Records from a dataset
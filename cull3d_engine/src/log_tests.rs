//! Unit tests for log.rs
//!
//! Tests LogSeverity, LogEntry, and DefaultLogger.

use crate::log::{Logger, LogEntry, LogSeverity, DefaultLogger};
use std::time::SystemTime;

fn entry(severity: LogSeverity, file: Option<&'static str>, line: Option<u32>) -> LogEntry {
    LogEntry {
        severity,
        timestamp: SystemTime::now(),
        source: "cull3d::Frustum".to_string(),
        message: "planes updated".to_string(),
        file,
        line,
    }
}

// ============================================================================
// LOG SEVERITY TESTS
// ============================================================================

#[test]
fn test_log_severity_ordering() {
    assert!(LogSeverity::Trace < LogSeverity::Debug);
    assert!(LogSeverity::Debug < LogSeverity::Info);
    assert!(LogSeverity::Info < LogSeverity::Warn);
    assert!(LogSeverity::Warn < LogSeverity::Error);
}

#[test]
fn test_log_severity_labels_are_fixed_width() {
    for severity in [
        LogSeverity::Trace,
        LogSeverity::Debug,
        LogSeverity::Info,
        LogSeverity::Warn,
        LogSeverity::Error,
    ] {
        assert_eq!(severity.label().len(), 5);
    }
    assert_eq!(LogSeverity::Info.label(), "INFO ");
}

// ============================================================================
// LOG ENTRY TESTS
// ============================================================================

#[test]
fn test_log_entry_clone() {
    let entry1 = entry(LogSeverity::Warn, Some("frustum.rs"), Some(10));
    let entry2 = entry1.clone();

    assert_eq!(entry1.severity, entry2.severity);
    assert_eq!(entry1.source, entry2.source);
    assert_eq!(entry1.message, entry2.message);
    assert_eq!(entry1.file, entry2.file);
    assert_eq!(entry1.line, entry2.line);
}

// ============================================================================
// DEFAULT LOGGER TESTS
// ============================================================================

#[test]
fn test_format_plain_without_location() {
    let line = DefaultLogger::format_plain(&entry(LogSeverity::Info, None, None));
    assert!(line.contains("[INFO ]"));
    assert!(line.contains("[cull3d::Frustum]"));
    assert!(line.ends_with("planes updated"));
}

#[test]
fn test_format_plain_with_location() {
    let line = DefaultLogger::format_plain(&entry(LogSeverity::Error, Some("session.rs"), Some(42)));
    assert!(line.contains("[ERROR]"));
    assert!(line.ends_with("(session.rs:42)"));
}

#[test]
fn test_default_logger_all_severities() {
    let logger = DefaultLogger;
    for severity in [
        LogSeverity::Trace,
        LogSeverity::Debug,
        LogSeverity::Info,
        LogSeverity::Warn,
    ] {
        logger.log(&entry(severity, None, None));
    }
    logger.log(&entry(LogSeverity::Error, Some("log_tests.rs"), Some(1)));
}
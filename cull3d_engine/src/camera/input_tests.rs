use glam::Vec2;
use super::*;

// ============================================================================
// CameraMovement::from_key
// ============================================================================

#[test]
fn test_wasd_mapping() {
    assert_eq!(CameraMovement::from_key('W'), Some(CameraMovement::Forward));
    assert_eq!(CameraMovement::from_key('s'), Some(CameraMovement::Backward));
    assert_eq!(CameraMovement::from_key('A'), Some(CameraMovement::Left));
    assert_eq!(CameraMovement::from_key('d'), Some(CameraMovement::Right));
}

#[test]
fn test_unmapped_key_is_none() {
    assert_eq!(CameraMovement::from_key('Q'), None);
    assert_eq!(CameraMovement::from_key(' '), None);
}

// ============================================================================
// MouseTracker
// ============================================================================

#[test]
fn test_first_sample_yields_zero_offset() {
    let mut tracker = MouseTracker::new();
    assert_eq!(tracker.offset(Vec2::new(640.0, 360.0)), (0.0, 0.0));
}

#[test]
fn test_offsets_invert_y() {
    let mut tracker = MouseTracker::with_position(Vec2::new(100.0, 100.0));

    // Cursor right and up the screen
    let (x, y) = tracker.offset(Vec2::new(110.0, 95.0));
    assert_eq!(x, 10.0);
    assert_eq!(y, 5.0);

    let (x, y) = tracker.offset(Vec2::new(100.0, 105.0));
    assert_eq!(x, -10.0);
    assert_eq!(y, -10.0);
}

#[test]
fn test_reset_reprimes() {
    let mut tracker = MouseTracker::with_position(Vec2::ZERO);
    tracker.reset();
    assert_eq!(tracker.offset(Vec2::new(500.0, 500.0)), (0.0, 0.0));
}
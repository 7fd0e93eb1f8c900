//! Camera module: free-fly camera, input translation, frustum, and
//! render view.
//!
//! The camera and frustum are owned by a `RenderSession` (or any caller);
//! nothing here is global.

mod camera;
mod frustum;
mod input;
mod render_view;

pub use camera::{
    Camera, CameraConfig,
    PITCH_LIMIT, MIN_FOV, MAX_FOV, NEAR_PLANE, FAR_PLANE,
};
pub use frustum::{
    Frustum, FrustumTest, FRUSTUM_EDGES,
    PLANE_LEFT, PLANE_RIGHT, PLANE_BOTTOM, PLANE_TOP, PLANE_NEAR, PLANE_FAR,
};
pub use input::{CameraMovement, MouseTracker};
pub use render_view::RenderView;
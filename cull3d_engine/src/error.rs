//! Error types for the Cull3D engine
//!
//! The culling math (camera, frustum, bounding volumes) is total and never
//! fails. These errors cover the plumbing around it: render backends,
//! scene bookkeeping, and session parameters.

use std::fmt;

/// Result type for Cull3D engine operations
pub type Result<T> = std::result::Result<T, Error>;

/// Cull3D engine errors
#[derive(Debug, Clone)]
pub enum Error {
    /// Backend-specific error (program compilation, draw submission, etc.)
    BackendError(String),

    /// Invalid resource (unknown program handle, stale instance key, etc.)
    InvalidResource(String),

    /// Invalid parameter (zero-sized viewport, malformed config, etc.)
    InvalidParameter(String),

    /// Initialization failed (session, backend, subsystems)
    InitializationFailed(String),
}

impl fmt::Display for Error {
    fn fmt(&self, f: &mut fmt::Formatter<'_>) -> fmt::Result {
        match self {
            Error::BackendError(msg) => write!(f, "Backend error: {}", msg),
            Error::InvalidResource(msg) => write!(f, "Invalid resource: {}", msg),
            Error::InvalidParameter(msg) => write!(f, "Invalid parameter: {}", msg),
            Error::InitializationFailed(msg) => write!(f, "Initialization failed: {}", msg),
        }
    }
}

impl std::error::Error for Error {}

// ===== ERROR MACROS =====

/// Build an `Error` variant and log it as ERROR (with file:line).
///
/// # Example
///
/// ```no_run
/// # use cull3d_engine::engine_err;
/// let err = engine_err!("cull3d::Session", InvalidParameter, "viewport {}x{}", 0, 0);
/// ```
#[macro_export]
macro_rules! engine_err {
    ($source:expr, $variant:ident, $($arg:tt)*) => {{
        let message = format!($($arg)*);
        $crate::engine_error!($source, "{}", message);
        $crate::cull3d::Error::$variant(message)
    }};
}

/// Log an error and return it from the enclosing function.
#[macro_export]
macro_rules! engine_bail {
    ($source:expr, $variant:ident, $($arg:tt)*) => {
        return Err($crate::engine_err!($source, $variant, $($arg)*))
    };
}

#[cfg(test)]
#[path = "error_tests.rs"]
mod tests;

* [Task instructions]:
Print all of the records, leaving each one exactly as it appears above.

* [Written response]:
filename cull3d_engine/src/log_tests.rs
//! Unit tests for log.rs
//!
//! Tests LogSeverity, LogEntry, and DefaultLogger.

use crate::log::{Logger, LogEntry, LogSeverity, DefaultLogger};
use std::time::SystemTime;

fn entry(severity: LogSeverity, file: Option<&'static str>, line: Option<u32>) -> LogEntry {
    LogEntry {
        severity,
        timestamp: SystemTime::now(),
        source: "cull3d::Frustum".to_string(),
        message: "planes updated".to_string(),
        file,
        line,
    }
}

// ============================================================================
// LOG SEVERITY TESTS
// ============================================================================

#[test]
fn test_log_severity_ordering() {
    assert!(LogSeverity::Trace < LogSeverity::Debug);
    assert!(LogSeverity::Debug < LogSeverity::Info);
    assert!(LogSeverity::Info < LogSeverity::Warn);
    assert!(LogSeverity::Warn < LogSeverity::Error);
}

#[test]
fn test_log_severity_labels_are_fixed_width() {
    for severity in [
        LogSeverity::Trace,
        LogSeverity::Debug,
        LogSeverity::Info,
        LogSeverity::Warn,
        LogSeverity::Error,
    ] {
        assert_eq!(severity.label().len(), 5);
    }
    assert_eq!(LogSeverity::Info.label(), "INFO ");
}

// ============================================================================
// LOG ENTRY TESTS
// ============================================================================

#[test]
fn test_log_entry_clone() {
    let entry1 = entry(LogSeverity::Warn, Some("frustum.rs"), Some(10));
    let entry2 = entry1.clone();

    assert_eq!(entry1.severity, entry2.severity);
    assert_eq!(entry1.source, entry2.source);
    assert_eq!(entry1.message, entry2.message);
    assert_eq!(entry1.file, entry2.file);
    assert_eq!(entry1.line, entry2.line);
}

// ============================================================================
// DEFAULT LOGGER TESTS
// ============================================================================

#[test]
fn test_format_plain_without_location() {
    let line = DefaultLogger::format_plain(&entry(LogSeverity::Info, None, None));
    assert!(line.contains("[INFO ]"));
    assert!(line.contains("[cull3d::Frustum]"));
    assert!(line.ends_with("planes updated"));
}

#[test]
fn test_format_plain_with_location() {
    let line = DefaultLogger::format_plain(&entry(LogSeverity::Error, Some("session.rs"), Some(42)));
    assert!(line.contains("[ERROR]"));
    assert!(line.ends_with("(session.rs:42)"));
}

#[test]
fn test_default_logger_all_severities() {
    let logger = DefaultLogger;
    for severity in [
        LogSeverity::Trace,
        LogSeverity::Debug,
        LogSeverity::Info,
        LogSeverity::Warn,
    ] {
        logger.log(&entry(severity, None, None));
    }
    logger.log(&entry(LogSeverity::Error, Some("log_tests.rs"), Some(1)));
}
filename cull3d_engine/src/camera/input_tests.rs
use glam::Vec2;
use super::*;

// ============================================================================
// CameraMovement::from_key
// ============================================================================

#[test]
fn test_wasd_mapping() {
    assert_eq!(CameraMovement::from_key('W'), Some(CameraMovement::Forward));
    assert_eq!(CameraMovement::from_key('s'), Some(CameraMovement::Backward));
    assert_eq!(CameraMovement::from_key('A'), Some(CameraMovement::Left));
    assert_eq!(CameraMovement::from_key('d'), Some(CameraMovement::Right));
}

#[test]
fn test_unmapped_key_is_none() {
    assert_eq!(CameraMovement::from_key('Q'), None);
    assert_eq!(CameraMovement::from_key(' '), None);
}

// ============================================================================
// MouseTracker
// ============================================================================

#[test]
fn test_first_sample_yields_zero_offset() {
    let mut tracker = MouseTracker::new();
    assert_eq!(tracker.offset(Vec2::new(640.0, 360.0)), (0.0, 0.0));
}

#[test]
fn test_offsets_invert_y() {
    let mut tracker = MouseTracker::with_position(Vec2::new(100.0, 100.0));

    // Cursor right and up the screen
    let (x, y) = tracker.offset(Vec2::new(110.0, 95.0));
    assert_eq!(x, 10.0);
    assert_eq!(y, 5.0);

    let (x, y) = tracker.offset(Vec2::new(100.0, 105.0));
    assert_eq!(x, -10.0);
    assert_eq!(y, -10.0);
}

#[test]
fn test_reset_reprimes() {
    let mut tracker = MouseTracker::with_position(Vec2::ZERO);
    tracker.reset();
    assert_eq!(tracker.offset(Vec2::new(500.0, 500.0)), (0.0, 0.0));
}
repository 7fd0e93eb1f8c900
//! Camera module: free-fly camera, input translation, frustum, and
//! render view.
//!
//! The camera and frustum are owned by a `RenderSession` (or any caller);
//! nothing here is global.

mod camera;
mod frustum;
mod input;
mod render_view;

pub use camera::{
    Camera, CameraConfig,
    PITCH_LIMIT, MIN_FOV, MAX_FOV, NEAR_PLANE, FAR_PLANE,
};
pub use frustum::{
    Frustum, FrustumTest, FRUSTUM_EDGES,
    PLANE_LEFT, PLANE_RIGHT, PLANE_BOTTOM, PLANE_TOP, PLANE_NEAR, PLANE_FAR,
};
pub use input::{CameraMovement, MouseTracker};
pub use render_view::RenderView;
filename cull3d_engine/src/error.rs
//! Error types for the Cull3D engine
//!
//! The culling math (camera, frustum, bounding volumes) is total and never
//! fails. These errors cover the plumbing around it: render backends,
//! scene bookkeeping, and session parameters.

use std::fmt;

/// Result type for Cull3D engine operations
pub type Result<T> = std::result::Result<T, Error>;

/// Cull3D engine errors
#[derive(Debug, Clone)]
pub enum Error {
    /// Backend-specific error (program compilation, draw submission, etc.)
    BackendError(String),

    /// Invalid resource (unknown program handle, stale instance key, etc.)
    InvalidResource(String),

    /// Invalid parameter (zero-sized viewport, malformed config, etc.)
    InvalidParameter(String),

    /// Initialization failed (session, backend, subsystems)
    InitializationFailed(String),
}

impl fmt::Display for Error {
    fn fmt(&self, f: &mut fmt::Formatter<'_>) -> fmt::Result {
        match self {
            Error::BackendError(msg) => write!(f, "Backend error: {}", msg),
            Error::InvalidResource(msg) => write!(f, "Invalid resource: {}", msg),
            Error::InvalidParameter(msg) => write!(f, "Invalid parameter: {}", msg),
            Error::InitializationFailed(msg) => write!(f, "Initialization failed: {}", msg),
        }
    }
}

impl std::error::Error for Error {}

// ===== ERROR MACROS =====

/// Build an `Error` variant and log it as ERROR (with file:line).
///
/// # Example
///
/// ```no_run
/// # use cull3d_engine::engine_err;
/// let err = engine_err!("cull3d::Session", InvalidParameter, "viewport {}x{}", 0, 0);
/// ```
#[macro_export]
macro_rules! engine_err {
    ($source:expr, $variant:ident, $($arg:tt)*) => {{
        let message = format!($($arg)*);
        $crate::engine_error!($source, "{}", message);
        $crate::cull3d::Error::$variant(message)
    }};
}

/// Log an error and return it from the enclosing function.
#[macro_export]
macro_rules! engine_bail {
    ($source:expr, $variant:ident, $($arg:tt)*) => {
        return Err($crate::engine_err!($source, $variant, $($arg)*))
    };
}

#[cfg(test)]
#[path = "error_tests.rs"]
mod tests;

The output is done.